ASSIGNMENT - Quote the records below word for word, please, from the very first line through the one that contains "use crate::log::EventLog;", and nothing beyond it.

*** Opening RECORDS PROVIDED ***

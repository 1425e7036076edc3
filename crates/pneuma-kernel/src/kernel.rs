use std::sync::Arc;

use pneuma_types::{
    Interaction, Millis, Observation, Phase, RuntimeState, SessionStatus, SubscriptionId,
    TrustRegistry, Visibility,
};
use tracing::{debug, info, warn};

use crate::catalog::PatternCatalog;
use crate::error::{Disposition, IgnoreReason, KernelError};
use crate::event::SessionEvent;
use crate::inference;
use crate::log::EventLog;
use crate::metrics::SessionMetrics;
use crate::phase;
use crate::safety;
use crate::snapshot::KernelSnapshot;
use crate::subscribers::{Delivery, SubscriberFn, SubscriberSet};

/// An external dispatch plus one level of kernel-raised follow-ups.
pub const MAX_DISPATCH_DEPTH: usize = 2;

/// Multipliers applied to the belief when a running session is interrupted.
pub const PAUSE_ATTENTION_FACTOR: f64 = 0.8;
pub const PAUSE_RHYTHM_FACTOR: f64 = 0.5;

const ENTROPY_HISTORY: usize = 600;

/// The session kernel.
///
/// Owns the runtime state, the event log and the subscriber set. Every
/// dispatch runs the same pipeline: append to the log, reduce, recompute
/// entropy, notify subscribers. Follow-up events raised while reducing a
/// tick go through that same pipeline before the tick itself finishes, so
/// the log order is the causal order.
pub struct Kernel {
    state: RuntimeState,
    log: EventLog,
    catalog: PatternCatalog,
    registry: TrustRegistry,
    subscribers: SubscriberSet,
    visibility: Visibility,
    latest: Arc<KernelSnapshot>,
    metrics: SessionMetrics,
    depth: usize,
}

impl Kernel {
    /// Create a kernel and record its BOOT event.
    pub fn boot(catalog: PatternCatalog, timestamp: Millis) -> Result<Self, KernelError> {
        let mut state = RuntimeState::default();
        state.entropy = inference::entropy(&state.belief);

        let mut kernel = Self {
            latest: Arc::new(KernelSnapshot {
                sequence: 0,
                state: state.clone(),
                cause: None,
            }),
            state,
            log: EventLog::new(),
            catalog,
            registry: TrustRegistry::new(),
            subscribers: SubscriberSet::new(),
            visibility: Visibility::Visible,
            metrics: SessionMetrics::new(ENTROPY_HISTORY),
            depth: 0,
        };

        // BOOT reduces to nothing, so it is recorded and published directly.
        let boot = SessionEvent::Boot { timestamp };
        kernel.log.append(boot.clone())?;
        kernel.publish(Some(boot));
        info!(patterns = kernel.catalog.len(), "Kernel booted");
        Ok(kernel)
    }

    /// Dispatch a command or event.
    ///
    /// Commands that do not apply in the current state are still logged and
    /// still notify subscribers; they come back as `Disposition::Ignored`.
    pub fn dispatch(&mut self, event: SessionEvent) -> Result<Disposition, KernelError> {
        if self.depth >= MAX_DISPATCH_DEPTH {
            return Err(KernelError::DispatchDepthExceeded {
                depth: self.depth + 1,
                max: MAX_DISPATCH_DEPTH,
            });
        }
        self.depth += 1;
        let outcome = self.process(event);
        self.depth -= 1;
        outcome
    }

    fn process(&mut self, event: SessionEvent) -> Result<Disposition, KernelError> {
        let sequence = self.log.append(event.clone())?;
        debug!(sequence, kind = event.kind(), depth = self.depth, "Dispatching");

        let outcome = self.reduce(&event);
        self.refresh_entropy();

        if let Ok(Disposition::Ignored(reason)) = &outcome {
            self.metrics.record_ignored();
            warn!(sequence, kind = event.kind(), %reason, "Command ignored");
        }

        self.publish(Some(event));
        outcome
    }

    fn reduce(&mut self, event: &SessionEvent) -> Result<Disposition, KernelError> {
        let disposition = match event {
            SessionEvent::Boot { .. } => Disposition::Applied,

            SessionEvent::LoadProtocol { pattern_id, .. } => self.load_protocol(pattern_id),

            SessionEvent::StartSession { .. } => match (self.state.status, &self.state.pattern) {
                (SessionStatus::Idle, Some(_)) => {
                    self.set_status(SessionStatus::Running);
                    Disposition::Applied
                }
                (SessionStatus::Idle, None) => Disposition::Ignored(IgnoreReason::NoPatternLoaded),
                (status, _) => incompatible(event, status),
            },

            SessionEvent::ResumeSession { .. } => match self.state.status {
                SessionStatus::Paused => {
                    self.set_status(SessionStatus::Running);
                    Disposition::Applied
                }
                status => incompatible(event, status),
            },

            SessionEvent::UserInterruption { kind, .. } => match self.state.status {
                SessionStatus::Running => {
                    let belief = &mut self.state.belief;
                    belief.attention *= PAUSE_ATTENTION_FACTOR;
                    belief.rhythm_alignment *= PAUSE_RHYTHM_FACTOR;
                    debug!(?kind, "Interruption penalty applied");
                    self.set_status(SessionStatus::Paused);
                    Disposition::Applied
                }
                status => incompatible(event, status),
            },

            SessionEvent::Halt { reason, .. } => {
                info!(%reason, "Session halted");
                self.set_status(SessionStatus::Idle);
                self.enter_phase(Phase::Inhale);
                Disposition::Applied
            }

            SessionEvent::Tick { dt, timestamp } => return self.tick(*dt, *timestamp),

            SessionEvent::PhaseTransition { from, to, .. } => {
                self.enter_phase(*to);
                self.metrics.record_transition();
                info!(%from, %to, duration = self.state.phase_duration, "Phase transition");
                Disposition::Applied
            }

            SessionEvent::CycleComplete { count, .. } => {
                self.state.cycle_count = self.state.cycle_count.max(*count);
                self.metrics.record_cycle();
                info!(cycles = self.state.cycle_count, "Cycle complete");
                Disposition::Applied
            }

            SessionEvent::SafetyIntervention {
                risk_level, action, ..
            } => {
                warn!(risk = risk_level, %action, "Safety intervention, locking session");
                self.metrics.record_intervention();
                self.set_status(SessionStatus::SafetyLock);
                Disposition::Applied
            }
        };
        Ok(disposition)
    }

    fn load_protocol(&mut self, pattern_id: &str) -> Disposition {
        let Some(pattern) = self.catalog.get(pattern_id).cloned() else {
            return Disposition::Ignored(IgnoreReason::UnknownPattern(pattern_id.to_string()));
        };

        info!(pattern = %pattern.id, tier = %pattern.tier, "Protocol loaded");
        self.state.pattern = Some(pattern);
        self.set_status(SessionStatus::Idle);
        self.enter_phase(Phase::Inhale);
        self.state.cycle_count = 0;
        self.state.session_duration = 0.0;
        // Arousal and attention carry over from whatever came before.
        self.state.belief.rhythm_alignment = 0.0;
        Disposition::Applied
    }

    fn tick(&mut self, dt: f64, timestamp: Millis) -> Result<Disposition, KernelError> {
        if !dt.is_finite() || dt < 0.0 {
            return Ok(Disposition::Ignored(IgnoreReason::InvalidDelta(dt)));
        }

        let observation = Observation {
            timestamp,
            delta_time: dt,
            visibility: self.visibility,
            interaction: (self.state.status == SessionStatus::Paused).then_some(Interaction::Pause),
        };
        self.state.belief = inference::update(self.state.belief, &observation, self.state.is_running());
        self.refresh_entropy();
        self.metrics.record_tick(self.state.entropy);

        let timings = match (&self.state.pattern, self.state.status) {
            (Some(pattern), SessionStatus::Running) => pattern.timings,
            _ => return Ok(Disposition::Applied),
        };

        self.state.phase_elapsed += dt;
        self.state.session_duration += dt;

        if self.state.phase_elapsed >= self.state.phase_duration {
            let from = self.state.phase;
            let to = phase::next_phase(from, &timings);
            self.dispatch(SessionEvent::PhaseTransition { from, to, timestamp })?;

            if phase::is_cycle_boundary(to) {
                let count = self.state.cycle_count + 1;
                self.dispatch(SessionEvent::CycleComplete { count, timestamp })?;
            }
        }

        if let Some(hit) = safety::check(&self.state, &self.registry) {
            self.dispatch(SessionEvent::SafetyIntervention {
                risk_level: hit.risk_level,
                action: hit.action,
                timestamp,
            })?;
        }

        Ok(Disposition::Applied)
    }

    fn enter_phase(&mut self, phase: Phase) {
        self.state.phase = phase;
        self.state.phase_elapsed = 0.0;
        self.state.phase_duration = self
            .state
            .pattern
            .as_ref()
            .map(|p| p.timings.duration(phase))
            .unwrap_or(0.0);
    }

    fn set_status(&mut self, next: SessionStatus) {
        let previous = self.state.status;
        self.state.status = next;
        if previous != next {
            info!(from = %previous, to = %next, "Status changed");
        }
    }

    fn refresh_entropy(&mut self) {
        self.state.entropy = inference::entropy(&self.state.belief);
    }

    fn publish(&mut self, cause: Option<SessionEvent>) {
        let snapshot = Arc::new(KernelSnapshot {
            sequence: self.log.latest_sequence(),
            state: self.state.clone(),
            cause,
        });
        self.latest = snapshot.clone();
        self.subscribers.notify(&snapshot);
    }

    /// Register an observer. It immediately receives the current state,
    /// then one call per subsequent dispatch.
    pub fn subscribe<F>(&mut self, mut callback: F) -> SubscriptionId
    where
        F: FnMut(&KernelSnapshot) + Send + 'static,
    {
        self.subscribe_with(move |snapshot| {
            callback(snapshot);
            Delivery::Keep
        })
    }

    /// Like [`Kernel::subscribe`], but the callback decides after each
    /// notification whether to stay subscribed.
    pub fn subscribe_with<F>(&mut self, callback: F) -> SubscriptionId
    where
        F: FnMut(&KernelSnapshot) -> Delivery + Send + 'static,
    {
        let boxed: SubscriberFn = Box::new(callback);
        let id = self.subscribers.add(boxed);
        let replay = self.latest.as_replay();
        self.subscribers.deliver_to(id, &replay);
        id
    }

    pub fn unsubscribe(&mut self, id: SubscriptionId) -> bool {
        self.subscribers.remove(id)
    }

    /// The latest snapshot.
    pub fn state(&self) -> Arc<KernelSnapshot> {
        self.latest.clone()
    }

    /// Replace the trust registry wholesale.
    pub fn set_safety_registry(&mut self, registry: TrustRegistry) {
        debug!(records = registry.len(), "Safety registry replaced");
        self.registry = registry;
    }

    pub fn safety_registry(&self) -> &TrustRegistry {
        &self.registry
    }

    /// Host visibility, read when the next tick builds its observation.
    pub fn set_visibility(&mut self, visibility: Visibility) {
        if self.visibility != visibility {
            debug!(?visibility, "Host visibility changed");
        }
        self.visibility = visibility;
    }

    pub fn visibility(&self) -> Visibility {
        self.visibility
    }

    pub fn log(&self) -> &EventLog {
        &self.log
    }

    pub fn catalog(&self) -> &PatternCatalog {
        &self.catalog
    }

    pub fn metrics(&self) -> &SessionMetrics {
        &self.metrics
    }

    pub fn subscriber_count(&self) -> usize {
        self.subscribers.len()
    }
}

impl std::fmt::Debug for Kernel {
    fn fmt(&self, f: &mut std::fmt::Formatter<'_>) -> std::fmt::Result {
        f.debug_struct("Kernel")
            .field("status", &self.state.status)
            .field("pattern", &self.state.pattern_id())
            .field("log_len", &self.log.len())
            .field("subscribers", &self.subscribers)
            .finish()
    }
}

fn incompatible(event: &SessionEvent, status: SessionStatus) -> Disposition {
    Disposition::Ignored(IgnoreReason::IncompatibleStatus {
        event: event.kind(),
        status,
    })
}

*** Closing RECORDS PROVIDED ***

RESPONSE TO THIS EXERCISE -
repository 1425e7036076edc3
filename crates/pneuma-kernel/src/kernel.rs
use std::sync::Arc;

use pneuma_types::{
    Interaction, Millis, Observation, Phase, RuntimeState, SessionStatus, SubscriptionId,
    TrustRegistry, Visibility,
};
use tracing::{debug, info, warn};

use crate::catalog::PatternCatalog;
use crate::error::{Disposition, IgnoreReason, KernelError};
use crate::event::SessionEvent;
use crate::inference;
use crate::log::EventLog;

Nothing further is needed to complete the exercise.